Refactor RMSNorm implementations to use torch.nn.functional.rms_norm #42461

mstojkovicTT · 2025-11-27T16:43:41Z

What does this PR do?

This PR replaces custom RMSNorm/T5-style norm implementations (e.g. in Llama) that manually compute variance and scaling with the built-in torch.nn.functional.rms_norm.
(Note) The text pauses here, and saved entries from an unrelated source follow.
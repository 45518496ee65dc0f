//! Brute-force and reference implementations used to cross-check the engine

use super::Hmm;
use itertools::Itertools;
use rand::Rng;

pub fn random_observations<R: Rng + ?Sized>(
    num_symbols: usize,
    len: usize,
    rng: &mut R,
) -> Vec<usize> {
    (0..len).map(|_| rng.random_range(0..num_symbols)).collect()
}

/// Every state sequence of length `len`
pub fn all_paths(num_states: usize, len: usize) -> impl Iterator<Item = Vec<usize>> {
    (0..len).map(|_| 0..num_states).multi_cartesian_product()
}

/// P(observations, states | model)
pub fn joint_probability(hmm: &Hmm, states: &[usize], observations: &[usize]) -> f64 {
    let ems = hmm.observation_probabilities();
    let trans = hmm.transition_probabilities();
    let mut prob = hmm.initial_probabilities()[states[0]] * ems[states[0]][observations[0]];
    for (t, (prev, state)) in states.iter().tuple_windows().enumerate() {
        prob *= trans[*prev][*state] * ems[*state][observations[t + 1]];
    }
    prob
}

pub fn brute_force_likelihood(hmm: &Hmm, observations: &[usize]) -> f64 {
    all_paths(hmm.num_states(), observations.len())
        .map(|states| joint_probability(hmm, &states, observations))
        .sum()
}

/// Independent log-space Viterbi written against the public accessors only.
/// Returns the best path and its log probability.
pub fn reference_viterbi(hmm: &Hmm, observations: &[usize]) -> (Vec<usize>, f64) {
    let lp = |p: f64| p.ln();
    let n = hmm.num_states();
    let ems = hmm.observation_probabilities();
    let trans = hmm.transition_probabilities();

    let mut scores: Vec<f64> = (0..n)
        .map(|s| lp(hmm.initial_probabilities()[s]) + lp(ems[s][observations[0]]))
        .collect();
    let mut backpointers: Vec<Vec<usize>> = Vec::with_capacity(observations.len());

    for symbol in &observations[1..] {
        let mut next = Vec::with_capacity(n);
        let mut pointers = Vec::with_capacity(n);
        for to in 0..n {
            let (from, score) = (0..n)
                .map(|from| (from, scores[from] + lp(trans[from][to])))
                .fold((0, f64::NEG_INFINITY), |best, cand| {
                    if cand.1 > best.1 {
                        cand
                    } else {
                        best
                    }
                });
            pointers.push(from);
            next.push(score + lp(ems[to][*symbol]));
        }
        backpointers.push(pointers);
        scores = next;
    }

    let (mut state, best) = scores
        .iter()
        .copied()
        .enumerate()
        .fold((0, f64::NEG_INFINITY), |best, cand| {
            if cand.1 > best.1 {
                cand
            } else {
                best
            }
        });
    let mut path = vec![state];
    for pointers in backpointers.iter().rev() {
        state = pointers[state];
        path.push(state);
    }
    path.reverse();
    (path, best)
}

#[cfg(test)]
mod tests {
    use super::*;

    #[test]
    fn brute_force_helpers_agree_on_single_state_model() {
        let hmm = Hmm::new(vec![1.0], vec![vec![1.0]], vec![vec![0.25, 0.75]]).unwrap();
        let observations = [1, 0, 1];
        assert_eq!(all_paths(1, 3).count(), 1);
        let expected = 0.75 * 0.25 * 0.75;
        assert!((brute_force_likelihood(&hmm, &observations) - expected).abs() < 1e-15);
        let (path, best) = reference_viterbi(&hmm, &observations);
        assert_eq!(path, vec![0, 0, 0]);
        assert!((best.exp() - expected).abs() < 1e-15);
    }
}
use crate::utils::Result;
use std::{
    fs::File,
    io::{self, BufWriter, Write},
    path::Path,
};

/// Buffered writer to `output_path`, or to stdout when no path is given
pub fn create_writer(output_path: Option<&Path>) -> Result<BufWriter<Box<dyn Write + Send>>> {
    let sink: Box<dyn Write + Send> = match output_path {
        Some(path) => Box::new(
            File::create(path)
                .map_err(|e| format!("Failed to create {}: {}", path.display(), e))?,
        ),
        None => Box::new(io::stdout()),
    };
    Ok(BufWriter::new(sink))
}
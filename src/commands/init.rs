use crate::cli::InitArgs;
use crate::hmm::{flat_start, random_start};
use crate::utils::{create_writer, write_model, Alphabet, ModelFile, Result};
use rand::{rngs::StdRng, SeedableRng};

pub fn init(args: InitArgs) -> Result<()> {
    let model = build_model(&args)?;
    let mut writer = create_writer(Some(&args.output_path))?;
    write_model(&mut writer, &model)?;
    log::info!(
        "Wrote {} model with {} states and {} symbols to {}",
        if args.random { "random" } else { "flat" },
        model.hmm.num_states(),
        model.hmm.num_symbols(),
        args.output_path.display()
    );
    Ok(())
}

fn build_model(args: &InitArgs) -> Result<ModelFile> {
    let symbols = match &args.alphabet {
        Some(names) => Some(Alphabet::new(names.0.iter().cloned())?),
        None => None,
    };
    let num_symbols = match (&symbols, args.num_symbols) {
        (Some(alphabet), _) => alphabet.len(),
        (None, Some(num_symbols)) => num_symbols,
        (None, None) => return Err("Either --symbols or --alphabet is required".to_string()),
    };

    let hmm = if args.random {
        let mut rng = match args.seed {
            Some(seed) => StdRng::seed_from_u64(seed),
            None => StdRng::from_os_rng(),
        };
        random_start(args.num_states, num_symbols, &mut rng)?
    } else {
        flat_start(args.num_states, num_symbols)?
    };

    Ok(ModelFile {
        hmm,
        states: None,
        symbols,
    })
}
use super::HmmError;

// List of abbreviations
// init = initial state probabilities
// trans = state transition probabilities
// ems = emission (observation) probabilities

pub type MatF64 = Vec<Vec<f64>>;
pub type MatInt = Vec<Vec<usize>>;

/// Discrete HMM over `num_states` hidden states and `num_symbols` observable symbols.
///
/// Parameters are raw probabilities and are never modified after construction,
/// so a single model can be shared across threads and decoded concurrently.
#[derive(Debug, Clone, PartialEq)]
pub struct Hmm {
    num_states: usize,
    num_symbols: usize,
    init: Vec<f64>,
    trans: MatF64,
    ems: MatF64,
}

impl Hmm {
    /// Builds a model from an initial distribution, a transition matrix
    /// (row = from, column = to) and an emission matrix (row = state, column = symbol).
    ///
    /// Rows are not required to sum to one; see [`Hmm::check_stochastic`].
    pub fn new(init: Vec<f64>, trans: MatF64, ems: MatF64) -> Result<Hmm, HmmError> {
        if trans.iter().any(|row| row.len() != trans.len()) {
            return Err(HmmError::model("transition matrix not square"));
        }

        if init.len() != trans.len() {
            return Err(HmmError::model(format!(
                "dimension mismatch: {} initial probabilities for {} states",
                init.len(),
                trans.len()
            )));
        }

        let num_states = init.len();
        if num_states == 0 {
            return Err(HmmError::model("model has no states"));
        }

        if ems.len() != num_states {
            return Err(HmmError::model(format!(
                "dimension mismatch: {} emission rows for {} states",
                ems.len(),
                num_states
            )));
        }

        let num_symbols = ems[0].len();
        if num_symbols == 0 {
            return Err(HmmError::model("emission matrix has no symbols"));
        }
        if let Some(state) = ems.iter().position(|row| row.len() != num_symbols) {
            return Err(HmmError::model(format!(
                "emission row {} has {} symbols, expected {}",
                state,
                ems[state].len(),
                num_symbols
            )));
        }

        Ok(Hmm {
            num_states,
            num_symbols,
            init,
            trans,
            ems,
        })
    }

    pub fn num_states(&self) -> usize {
        self.num_states
    }

    pub fn num_symbols(&self) -> usize {
        self.num_symbols
    }

    pub fn initial_probabilities(&self) -> &[f64] {
        &self.init
    }

    pub fn transition_probabilities(&self) -> &MatF64 {
        &self.trans
    }

    pub fn observation_probabilities(&self) -> &MatF64 {
        &self.ems
    }

    pub(crate) fn init(&self, state: usize) -> f64 {
        self.init[state]
    }

    pub(crate) fn trans(&self, from: usize, to: usize) -> f64 {
        self.trans[from][to]
    }

    pub(crate) fn ems(&self, state: usize, symbol: usize) -> f64 {
        self.ems[state][symbol]
    }

    /// Checks that the initial vector and every transition and emission row
    /// is a probability distribution within `tolerance`
    pub fn check_stochastic(&self, tolerance: f64) -> Result<(), HmmError> {
        check_distribution(&self.init, tolerance).map_err(|e| {
            HmmError::model(format!("initial probabilities {}", e))
        })?;

        for (state, row) in self.trans.iter().enumerate() {
            check_distribution(row, tolerance)
                .map_err(|e| HmmError::model(format!("transition row {} {}", state, e)))?;
        }

        for (state, row) in self.ems.iter().enumerate() {
            check_distribution(row, tolerance)
                .map_err(|e| HmmError::model(format!("emission row {} {}", state, e)))?;
        }

        Ok(())
    }

    /// Rejects empty sequences and symbols the emission matrix has no column for
    pub(crate) fn check_observations(&self, observations: &[usize]) -> Result<(), HmmError> {
        if observations.is_empty() {
            return Err(HmmError::input("empty observation sequence"));
        }

        if let Some((t, symbol)) = observations
            .iter()
            .enumerate()
            .find(|(_, symbol)| **symbol >= self.num_symbols)
        {
            return Err(HmmError::input(format!(
                "symbol index out of range: {} at position {} (model has {} symbols)",
                symbol, t, self.num_symbols
            )));
        }

        Ok(())
    }
}

fn check_distribution(probs: &[f64], tolerance: f64) -> Result<(), String> {
    if let Some(p) = probs.iter().find(|p| p.is_nan() || **p < 0.0) {
        return Err(format!("contains invalid probability {}", p));
    }

    let total: f64 = probs.iter().sum();
    if (total - 1.0).abs() > tolerance {
        return Err(format!("sums to {}, expected 1.0", total));
    }

    Ok(())
}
For example, code like:

input_dtype = hidden_states.dtype
hidden_states = hidden_states.to(torch.float32)
variance = hidden_states.pow(2).mean(-1, keepdim=True)
hidden_states = hidden_states * torch.rsqrt(variance + self.variance_epsilon)
return self.weight * hidden_states.to(input_dtype)

is simplified to:

return F.rms_norm(hidden_states, hidden_states.shape[-1:], self.weight, self.variance_epsilon)

This keeps the behavior and epsilon handling the same while reducing the number of ops, this should improve performance for users without requiring any additional changes on their side.

To verify the performance and the numerical stability, i have wrote the following test

import timeit
import torch
import torch.nn as nn

# Original implementation
class LlamaRMSNormHF(nn.Module):
    def __init__(self, hidden_size, eps=1e-6):
        super().__init__()
        self.weight = nn.Parameter(torch.ones(hidden_size))
        self.variance_epsilon = eps

    def forward(self, hidden_states):
        input_dtype = hidden_states.dtype
        hidden_states = hidden_states.to(torch.float32)
        variance = hidden_states.pow(2).mean(-1, keepdim=True)
        hidden_states = hidden_states * torch.rsqrt(variance + self.variance_epsilon)
        return self.weight * hidden_states.to(input_dtype)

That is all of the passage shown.